Mais “Sowore n'a lapidé personne; ni brandi de couteau”, a dénoncé le militant des droits de l'homme Chidi Odinkalu :
Democracy doesn't run like this. You run a democracy based on disagreement & dialogue. Sowore has not stoned anybody; he has not wielded a knife. He doesn't carry a gun. He's killed nobody. He just wants to do a demonstration. Let the man go. U don't have to agree with him. pic.twitter.com/zo7rqCKvyy
— Chidi Odinkalu (@ChidiOdinkalu) August 4, 2019
La démocratie ne fonctionne pas comme ça. Vous dirigez une démocratie basée sur le désaccord et le dialogue. Sowore n'a lapidé personne; ni brandi de couteau. Il ne porte pas d'arme à feu. Il n'a tué personne. Il veut juste faire une manifestation. Laissez-le en paix. Vous n'êtes pas obligé d'être d'accord avec lui.
L'avocat nigérian des droits humains, Femi Falana, a défié le gouvernement de lui montrer quelle “section de la constitution nigériane condamne Sowore pour trahison” :
Femi Falana is asking the Nigerian government to tell him the section of the Nigerian Constitution that finds Sowore guilty of treason. He also has a sub for someone we all know. #RevolutionNow #FreeSowore
— Gimba Kakanda (@gimbakakanda) August 6, 2019
Femi Falana demande au gouvernement nigérian de lui dire la section de la constitution nigériane qui condamne Sowore pour trahison. Il a également un remplaçant pour quelqu'un que nous connaissons tous.
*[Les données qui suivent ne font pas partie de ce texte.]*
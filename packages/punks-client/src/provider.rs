use std::fmt;

use async_trait::async_trait;
use cosmwasm_std::{Binary, Coin, Event, StdError};
use thiserror::Error;

pub type ProviderResult<T> = Result<T, ProviderError>;

#[derive(Error, Debug)]
pub enum ProviderError {
    #[error(transparent)]
    Std(#[from] StdError),

    #[error("Wallet exposes no accounts")]
    NoAccounts,

    #[error("User rejected the request")]
    Rejected,

    #[error("Query failed: {0}")]
    Query(String),

    #[error("Transaction {hash} reverted: {reason}")]
    Reverted { hash: String, reason: String },
}

/// A state-changing call against one contract
#[derive(Debug, Clone, PartialEq)]
pub struct TxRequest {
    pub contract: String,
    pub msg: Binary,
    pub funds: Vec<Coin>,
}

/// Outcome of a confirmed transaction
#[derive(Debug, Clone, PartialEq)]
pub struct TxReceipt {
    pub hash: String,
    pub height: u64,
    pub events: Vec<Event>,
}

impl TxReceipt {
    /// Values of `key` across all events of type `ty`, in emission order
    pub fn attribute_values(&self, ty: &str, key: &str) -> Vec<String> {
        self.events
            .iter()
            .filter(|e| e.ty == ty)
            .flat_map(|e| e.attributes.iter())
            .filter(|a| a.key == key)
            .map(|a| a.value.clone())
            .collect()
    }
}

/// Injected wallet: account access plus a read-only view of the chain.
///
/// Everything runs on one event loop, so futures are not required to be `Send`.
#[async_trait(?Send)]
pub trait WalletProvider: fmt::Debug {
    /// Ask the wallet for its accounts, the first one is the active account
    async fn request_accounts(&self) -> ProviderResult<Vec<String>>;

    /// Identifier of the network the wallet is connected to
    async fn chain_id(&self) -> ProviderResult<String>;

    /// Smart query against `contract`, returns the raw JSON answer
    async fn query_smart(&self, contract: &str, msg: Binary) -> ProviderResult<Binary>;

    /// Signer bound to the active account
    async fn signer(&self) -> ProviderResult<Box<dyn Signer>>;
}

#[async_trait(?Send)]
pub trait Signer: fmt::Debug {
    fn address(&self) -> String;

    /// Sign and broadcast. Fails with [`ProviderError::Rejected`] when the user declines.
    async fn send_transaction(&self, tx: TxRequest)
        -> ProviderResult<Box<dyn PendingTransaction>>;
}

#[async_trait(?Send)]
pub trait PendingTransaction: fmt::Debug {
    fn hash(&self) -> String;

    /// Resolves once the transaction is included, or with
    /// [`ProviderError::Reverted`] if execution failed.
    async fn wait(&self) -> ProviderResult<TxReceipt>;
}
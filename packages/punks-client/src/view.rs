//! Pure rendering of [`AppState`] into something a front end can draw.

use std::fmt;

use cosmwasm_std::{Coin, Decimal, Timestamp};

use crate::{config::Currency, state::AppState};

pub const COUNTDOWN_DONE: &str = "You are good to go!";
pub const PAUSED_NOTICE: &str = "Minting is currently paused.";
pub const NOT_WHITELISTED_NOTICE: &str = "You are not whitelisted.";

#[derive(Debug, Clone, PartialEq, Eq)]
pub enum Countdown {
    Remaining { hours: u64, minutes: u64, seconds: u64 },
    Completed,
}

impl Countdown {
    pub fn until(reveal: Timestamp, now: Timestamp) -> Self {
        if now >= reveal {
            return Countdown::Completed;
        }
        let left = reveal.seconds() - now.seconds();
        Countdown::Remaining {
            hours: left / 3600,
            minutes: left % 3600 / 60,
            seconds: left % 60,
        }
    }
}

impl fmt::Display for Countdown {
    fn fmt(&self, f: &mut fmt::Formatter<'_>) -> fmt::Result {
        match self {
            Countdown::Remaining {
                hours,
                minutes,
                seconds,
            } => write!(f, "{}:{}:{}", hours, minutes, seconds),
            Countdown::Completed => f.write_str(COUNTDOWN_DONE),
        }
    }
}

/// Mint form. Gates disable it, they never hide it.
#[derive(Debug, Clone, PartialEq, Eq)]
pub struct MintForm {
    pub enabled: bool,
    pub waiting: bool,
    pub notices: Vec<&'static str>,
}

#[derive(Debug, Clone, PartialEq, Eq)]
pub struct Dashboard {
    pub account: String,
    pub preview_image: String,
    pub countdown: Countdown,
    pub available_to_mint: u64,
    pub cost: String,
    pub holdings: u64,
    pub form: MintForm,
}

#[derive(Debug, Clone, PartialEq, Eq)]
pub enum View {
    Loading,
    Dashboard(Dashboard),
}

/// `amount` in the network's display unit, e.g. `0.001 COSM` for `1000ucosm`.
/// Unknown denoms are shown raw.
pub fn format_amount(amount: &Coin, currency: &Currency) -> String {
    if amount.denom != currency.denom {
        return amount.to_string();
    }
    match Decimal::from_atomics(amount.amount, currency.decimals) {
        Ok(value) => format!("{} {}", value, currency.display),
        Err(_) => amount.to_string(),
    }
}

pub fn render(state: &AppState, now: Timestamp) -> View {
    let (Some(account), Some(network), Some(chain)) =
        (&state.account, &state.network, &state.chain)
    else {
        return View::Loading;
    };

    let preview_image = if chain.account_balance == 0 {
        network.preview_image.clone()
    } else {
        format!("{}{}.png", network.image_base, chain.account_balance)
    };

    let mut notices = vec![];
    if chain.paused {
        notices.push(PAUSED_NOTICE);
    }
    if !chain.whitelisted {
        notices.push(NOT_WHITELISTED_NOTICE);
    }

    View::Dashboard(Dashboard {
        account: account.clone(),
        preview_image,
        countdown: Countdown::until(chain.reveal_time, now),
        available_to_mint: chain.available_to_mint(),
        cost: format_amount(&chain.cost, &network.currency),
        holdings: chain.account_balance,
        form: MintForm {
            enabled: chain.mint_allowed() && !state.is_waiting,
            waiting: state.is_waiting,
            notices,
        },
    })
}

impl fmt::Display for View {
    fn fmt(&self, f: &mut fmt::Formatter<'_>) -> fmt::Result {
        let dashboard = match self {
            View::Loading => return f.write_str("Loading..."),
            View::Dashboard(dashboard) => dashboard,
        };

        writeln!(f, "Account: {} ({} owned)", dashboard.account, dashboard.holdings)?;
        writeln!(f, "Preview: {}", dashboard.preview_image)?;
        writeln!(f, "Minting opens: {}", dashboard.countdown)?;
        writeln!(f, "Available to mint: {}", dashboard.available_to_mint)?;
        writeln!(f, "Cost to mint: {} each", dashboard.cost)?;
        writeln!(f, "You own: {}", dashboard.holdings)?;

        let form = &dashboard.form;
        if form.waiting {
            write!(f, "[ minting... ]")?;
        } else if form.enabled {
            write!(f, "[ mint ]")?;
        } else {
            write!(f, "[ mint (disabled) ]")?;
        }
        for notice in &form.notices {
            write!(f, "\n{}", notice)?;
        }
        Ok(())
    }
}
use std::{
    path::PathBuf,
    time::{SystemTime, UNIX_EPOCH},
};

use clap::Parser;
use cosmwasm_std::{coins, Timestamp};
use log::info;
use punks_client::{
    config::NetworkEntry,
    deploy::{deploy, DeployParams},
    local_chain::{LocalChain, LOCAL_DENOM},
    DApp, NetworkConfig,
};

const CHAIN_ID: &str = "punks-local";
const DEPLOYER: &str = "deployer";

#[derive(Parser, Debug)]
#[command(version, about = "Deploy DApp Punks on an in-process chain and mint from it", long_about = None)]
struct Args {
    /// Network config (JSON or TOML), its `punks-local` entry supplies currency and images
    #[arg(short, long)]
    config: Option<PathBuf>,
    /// Deployment parameter overrides
    #[arg(short, long)]
    deploy_config: Option<PathBuf>,
    /// Account the wallet exposes
    #[arg(short, long, default_value = "punk")]
    account: String,
    /// Tokens to mint
    #[arg(short, long, default_value_t = 1)]
    quantity: u32,
    /// Balance given to the account before minting, in base units
    #[arg(long, default_value_t = 1_000_000)]
    funds: u128,
}

#[tokio::main(flavor = "current_thread")]
async fn main() -> anyhow::Result<()> {
    env_logger::init();
    let args = Args::parse();

    let chain = LocalChain::new(CHAIN_ID);
    let now = SystemTime::now().duration_since(UNIX_EPOCH)?;
    chain.set_block_time(Timestamp::from_seconds(now.as_secs()));
    chain.fund(&args.account, coins(args.funds, LOCAL_DENOM))?;

    let params = DeployParams::load(args.deploy_config.as_deref(), LOCAL_DENOM)?;
    let nft = deploy(&chain, DEPLOYER, params)?;

    let mut config = match &args.config {
        Some(path) => NetworkConfig::load(path)?,
        None => NetworkConfig::default(),
    };
    let mut entry = config
        .get(CHAIN_ID)
        .cloned()
        .unwrap_or_else(|| NetworkEntry::new(nft.as_str()));
    entry.nft.address = nft.to_string();
    config.insert(CHAIN_ID, entry);

    let mut app = DApp::new(chain.wallet(&args.account), config);
    app.refresh().await;
    println!("{}\n", app.view(chain.block_time()));

    match app.mint(args.quantity).await {
        Ok(Some(receipt)) => info!(
            "Minted token(s) {}",
            receipt.attribute_values("wasm-mint", "token_id").join(", ")
        ),
        Ok(None) => info!("Nothing loaded, mint skipped"),
        Err(err) => info!("Mint did not go through: {}", err),
    }

    println!("{}", app.view(chain.block_time()));
    Ok(())
}
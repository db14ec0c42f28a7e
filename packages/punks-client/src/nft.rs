use cosmwasm_std::{from_binary, to_binary, Coin, Timestamp};
use cw721::OwnerOfResponse;
use punks_nft::msg::{ExecuteMsg, QueryMsg};
use serde::de::DeserializeOwned;

use crate::provider::{PendingTransaction, ProviderResult, Signer, TxRequest, WalletProvider};

/// Read-only handle on a deployed collection
#[derive(Debug)]
pub struct NftClient<'a, P: WalletProvider + ?Sized> {
    address: String,
    provider: &'a P,
}

impl<'a, P: WalletProvider + ?Sized> NftClient<'a, P> {
    pub fn new(address: impl Into<String>, provider: &'a P) -> Self {
        NftClient {
            address: address.into(),
            provider,
        }
    }

    pub fn address(&self) -> &str {
        &self.address
    }

    /// Pair the handle with a signer so it can submit transactions
    pub fn connect(&self, signer: Box<dyn Signer>) -> SignedNftClient {
        SignedNftClient {
            address: self.address.clone(),
            signer,
        }
    }

    async fn query<T: DeserializeOwned>(&self, msg: &QueryMsg) -> ProviderResult<T> {
        let res = self
            .provider
            .query_smart(&self.address, to_binary(msg)?)
            .await?;
        Ok(from_binary(&res)?)
    }

    pub async fn name(&self) -> ProviderResult<String> {
        self.query(&QueryMsg::Name {}).await
    }

    pub async fn symbol(&self) -> ProviderResult<String> {
        self.query(&QueryMsg::Symbol {}).await
    }

    pub async fn cost(&self) -> ProviderResult<Coin> {
        self.query(&QueryMsg::Cost {}).await
    }

    pub async fn max_supply(&self) -> ProviderResult<u64> {
        self.query(&QueryMsg::MaxSupply {}).await
    }

    pub async fn total_supply(&self) -> ProviderResult<u64> {
        self.query(&QueryMsg::TotalSupply {}).await
    }

    pub async fn balance_of(&self, owner: &str) -> ProviderResult<u64> {
        self.query(&QueryMsg::BalanceOf {
            owner: owner.to_string(),
        })
        .await
    }

    pub async fn owner_of(&self, token_id: u64) -> ProviderResult<String> {
        let res: OwnerOfResponse = self.query(&QueryMsg::OwnerOf { token_id }).await?;
        Ok(res.owner)
    }

    pub async fn token_uri(&self, token_id: u64) -> ProviderResult<String> {
        self.query(&QueryMsg::TokenUri { token_id }).await
    }

    pub async fn allow_minting_on(&self) -> ProviderResult<Timestamp> {
        self.query(&QueryMsg::AllowMintingOn {}).await
    }

    pub async fn paused(&self) -> ProviderResult<bool> {
        self.query(&QueryMsg::Paused {}).await
    }

    pub async fn whitelisted(&self, address: &str) -> ProviderResult<bool> {
        self.query(&QueryMsg::Whitelisted {
            address: address.to_string(),
        })
        .await
    }

    pub async fn wallet_of_owner(&self, owner: &str) -> ProviderResult<Vec<u64>> {
        self.query(&QueryMsg::WalletOfOwner {
            owner: owner.to_string(),
        })
        .await
    }
}

/// Collection handle able to submit transactions
#[derive(Debug)]
pub struct SignedNftClient {
    address: String,
    signer: Box<dyn Signer>,
}

impl SignedNftClient {
    pub async fn mint(
        &self,
        mint_amount: u32,
        payment: Vec<Coin>,
    ) -> ProviderResult<Box<dyn PendingTransaction>> {
        let tx = TxRequest {
            contract: self.address.clone(),
            msg: to_binary(&ExecuteMsg::Mint { mint_amount })?,
            funds: payment,
        };
        self.signer.send_transaction(tx).await
    }
}
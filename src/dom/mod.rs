//! Element Subtree Module
//!
//! Owned element trees built for each matched slice. Only the subtree being
//! delivered is ever materialized.

pub mod node;

pub use node::{Element, NsDeclaration};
Cependant, la condamnation la plus cinglante de l'arrestation de M. Sowore a été prononcée par le professeur Wole Soyinka, lauréat du prix Nobel de littérature en 1986. Wole Soyinka a décrit cette arrestation comme une chose qu'il a déjà vécue sous le dictateur militaire Sani Abacha :
Beyond the word ‘revolution’, another much misused and misunderstood word, nothing that Sowore has uttered, written, or advocated suggests that he is embarking on, or urging the public to engage in a forceful overthrow of government. I therefore find the reasons given by the Inspector-General, for the arrest and detention of this young ex-presidential candidate totally contrived and untenable, unsupported by any shred of evidence. His arrest is a travesty and violation of the fundamental rights of citizens to congregate and make public their concerns. This is all so sadly déjà vu. How often must we go through this wearisome cycle? We underwent identical cynical contrivances under the late, unlamented Sani Abacha. And yet again, even a faceless cabal under yet another civilian regime refused to be left out of the insensate play of power.
Au-delà du mot “révolution”, autre mot très mal utilisé et mal compris, rien de ce que Sowore a dit, écrit ou préconisé ne suggère qu’il se lance ou exhorte le public à renverser de force le gouvernement. Je trouve donc que les raisons données par l'inspecteur général pour l'arrestation et la détention de ce jeune ex-candidat à la présidence sont totalement artificielles et insoutenables, sans aucun élément de preuve. Son arrestation est une parodie et une violation des droits fondamentaux des citoyens de se rassembler et de faire connaître leurs préoccupations. Tout cela est si tristement du déjà vu. À quelle fréquence devons-nous traverser ce cycle fastidieux ? Nous avons subi des agissements cyniques identiques sous le très peu regretté Sani Abacha. Et encore une fois, même une cabale sans visage sous un autre régime civil a refusé de rester en dehors de ce jeu insensé du pouvoir.
Le 8 août, un tribunal d'Abuja a accueilli une demande de maintien en détention de M. Sowore “pour seulement 45 jours” afin que les services de sécurité “achèvent leur enquête”.